• Dataset records:
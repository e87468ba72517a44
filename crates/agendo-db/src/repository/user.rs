//! SurrealDB implementation of [`UserRepository`].
//!
//! Every query is scoped to a company, with one exception:
//! `find_by_email` reads across all tenants because email uniqueness
//! is a system-wide rule. Password hashes arrive pre-computed from
//! the service layer; this repository never sees plaintext.

use agendo_core::error::AgendoResult;
use agendo_core::models::user::{CreateUser, UpdateUser, User, UserRole};
use agendo_core::repository::UserRepository;
use chrono::{DateTime, Utc};
use surrealdb::{Connection, Surreal};
use surrealdb_types::SurrealValue;
use uuid::Uuid;

use crate::error::DbError;

/// DB-side row struct for queries where the UUID is already known.
#[derive(Debug, SurrealValue)]
struct UserRow {
    company_id: String,
    firstname: String,
    surname: String,
    email: String,
    phonenumber: String,
    password_hash: Option<String>,
    role: String,
    avatar: Option<String>,
    created_at: DateTime<Utc>,
    updated_at: DateTime<Utc>,
}

/// DB-side row struct that includes the record ID via `meta::id(id)`.
#[derive(Debug, SurrealValue)]
struct UserRowWithId {
    record_id: String,
    company_id: String,
    firstname: String,
    surname: String,
    email: String,
    phonenumber: String,
    password_hash: Option<String>,
    role: String,
    avatar: Option<String>,
    created_at: DateTime<Utc>,
    updated_at: DateTime<Utc>,
}

fn parse_role(s: &str) -> Result<UserRole, DbError> {
    match s {
        "Admin" => Ok(UserRole::Admin),
        "Regular" => Ok(UserRole::Regular),
        other => Err(DbError::CorruptRow(format!("unknown user role: {other}"))),
    }
}

fn role_to_string(role: UserRole) -> &'static str {
    match role {
        UserRole::Admin => "Admin",
        UserRole::Regular => "Regular",
    }
}

impl UserRow {
    fn into_user(self, id: Uuid) -> Result<User, DbError> {
        let company_id = Uuid::parse_str(&self.company_id)
            .map_err(|e| DbError::CorruptRow(format!("invalid company UUID: {e}")))?;
        Ok(User {
            id,
            company_id,
            firstname: self.firstname,
            surname: self.surname,
            email: self.email,
            phonenumber: self.phonenumber,
            password_hash: self.password_hash,
            role: parse_role(&self.role)?,
            avatar: self.avatar,
            created_at: self.created_at,
            updated_at: self.updated_at,
        })
    }
}

impl UserRowWithId {
    fn try_into_user(self) -> Result<User, DbError> {
        let id = Uuid::parse_str(&self.record_id)
            .map_err(|e| DbError::CorruptRow(format!("invalid UUID: {e}")))?;
        let company_id = Uuid::parse_str(&self.company_id)
            .map_err(|e| DbError::CorruptRow(format!("invalid company UUID: {e}")))?;
        Ok(User {
            id,
            company_id,
            firstname: self.firstname,
            surname: self.surname,
            email: self.email,
            phonenumber: self.phonenumber,
            password_hash: self.password_hash,
            role: parse_role(&self.role)?,
            avatar: self.avatar,
            created_at: self.created_at,
            updated_at: self.updated_at,
        })
    }
}

/// SurrealDB implementation of the User repository.
#[derive(Clone)]
pub struct SurrealUserRepository<C: Connection> {
    db: Surreal<C>,
}

impl<C: Connection> SurrealUserRepository<C> {
    pub fn new(db: Surreal<C>) -> Self {
        Self { db }
    }
}

impl<C: Connection> UserRepository for SurrealUserRepository<C> {
    async fn create(&self, company_id: Uuid, input: CreateUser) -> AgendoResult<User> {
        let id = Uuid::new_v4();
        let id_str = id.to_string();

        // The tenant reference comes from the argument, not the
        // payload: a spoofed company id on the input cannot leak the
        // record into another tenant.
        let result = self
            .db
            .query(
                "CREATE type::record('user', $id) SET \
                 company_id = $company_id, \
                 firstname = $firstname, surname = $surname, \
                 email = $email, phonenumber = $phonenumber, \
                 password_hash = $password_hash, \
                 role = $role, avatar = $avatar",
            )
            .bind(("id", id_str.clone()))
            .bind(("company_id", company_id.to_string()))
            .bind(("firstname", input.firstname))
            .bind(("surname", input.surname))
            .bind(("email", input.email))
            .bind(("phonenumber", input.phonenumber))
            .bind(("password_hash", input.password_hash))
            .bind(("role", role_to_string(input.role).to_string()))
            .bind(("avatar", input.avatar))
            .await
            .map_err(DbError::from)?;

        let mut result = result
            .check()
            .map_err(|e| DbError::Query(e.to_string()))?;

        let rows: Vec<UserRow> = result.take(0).map_err(DbError::from)?;
        let row = rows.into_iter().next().ok_or_else(|| DbError::NotFound {
            entity: "user".into(),
            id: id_str,
        })?;

        Ok(row.into_user(id)?)
    }

    async fn get_by_id(&self, company_id: Uuid, id: Uuid) -> AgendoResult<User> {
        let id_str = id.to_string();

        let mut result = self
            .db
            .query(
                "SELECT * FROM type::record('user', $id) \
                 WHERE company_id = $company_id",
            )
            .bind(("id", id_str.clone()))
            .bind(("company_id", company_id.to_string()))
            .await
            .map_err(DbError::from)?;

        let rows: Vec<UserRow> = result.take(0).map_err(DbError::from)?;
        let row = rows.into_iter().next().ok_or_else(|| DbError::NotFound {
            entity: "user".into(),
            id: id_str,
        })?;

        Ok(row.into_user(id)?)
    }

    async fn find_by_email(&self, email: &str) -> AgendoResult<Option<User>> {
        // Deliberately unscoped: email uniqueness spans all tenants.
        let mut result = self
            .db
            .query(
                "SELECT meta::id(id) AS record_id, * FROM user \
                 WHERE email = $email",
            )
            .bind(("email", email.to_string()))
            .await
            .map_err(DbError::from)?;

        let rows: Vec<UserRowWithId> = result.take(0).map_err(DbError::from)?;
        match rows.into_iter().next() {
            Some(row) => Ok(Some(row.try_into_user()?)),
            None => Ok(None),
        }
    }

    async fn update(&self, company_id: Uuid, id: Uuid, input: UpdateUser) -> AgendoResult<User> {
        let id_str = id.to_string();

        let mut sets = Vec::new();
        if input.firstname.is_some() {
            sets.push("firstname = $firstname");
        }
        if input.surname.is_some() {
            sets.push("surname = $surname");
        }
        if input.email.is_some() {
            sets.push("email = $email");
        }
        if input.phonenumber.is_some() {
            sets.push("phonenumber = $phonenumber");
        }
        if input.password_hash.is_some() {
            sets.push("password_hash = $password_hash");
        }
        if input.avatar.is_some() {
            sets.push("avatar = $avatar");
        }
        sets.push("updated_at = time::now()");

        let query = format!(
            "UPDATE type::record('user', $id) SET {} \
             WHERE company_id = $company_id",
            sets.join(", ")
        );

        let mut builder = self
            .db
            .query(&query)
            .bind(("id", id_str.clone()))
            .bind(("company_id", company_id.to_string()));

        if let Some(firstname) = input.firstname {
            builder = builder.bind(("firstname", firstname));
        }
        if let Some(surname) = input.surname {
            builder = builder.bind(("surname", surname));
        }
        if let Some(email) = input.email {
            builder = builder.bind(("email", email));
        }
        if let Some(phonenumber) = input.phonenumber {
            builder = builder.bind(("phonenumber", phonenumber));
        }
        if let Some(password_hash) = input.password_hash {
            builder = builder.bind(("password_hash", password_hash));
        }
        if let Some(avatar) = input.avatar {
            builder = builder.bind(("avatar", avatar));
        }

        let result = builder.await.map_err(DbError::from)?;
        let mut result = result
            .check()
            .map_err(|e| DbError::Query(e.to_string()))?;

        let rows: Vec<UserRow> = result.take(0).map_err(DbError::from)?;
        let row = rows.into_iter().next().ok_or_else(|| DbError::NotFound {
            entity: "user".into(),
            id: id_str,
        })?;

        Ok(row.into_user(id)?)
    }

    async fn list_by_role(&self, company_id: Uuid, role: UserRole) -> AgendoResult<Vec<User>> {
        let mut result = self
            .db
            .query(
                "SELECT meta::id(id) AS record_id, * FROM user \
                 WHERE company_id = $company_id AND role = $role \
                 ORDER BY created_at ASC",
            )
            .bind(("company_id", company_id.to_string()))
            .bind(("role", role_to_string(role).to_string()))
            .await
            .map_err(DbError::from)?;

        let rows: Vec<UserRowWithId> = result.take(0).map_err(DbError::from)?;

        let items = rows
            .into_iter()
            .map(|row| row.try_into_user())
            .collect::<Result<Vec<_>, DbError>>()?;

        Ok(items)
    }
}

• Instructions to follow: Scan the entries above and show each line that contains the word "avatar".

• Solution to this problem:
    avatar: Option<String>,
    avatar: Option<String>,
            avatar: self.avatar,
            avatar: self.avatar,
                 role = $role, avatar = $avatar",
            .bind(("avatar", input.avatar))
        if input.avatar.is_some() {
            sets.push("avatar = $avatar");
        if let Some(avatar) = input.avatar {
            builder = builder.bind(("avatar", avatar));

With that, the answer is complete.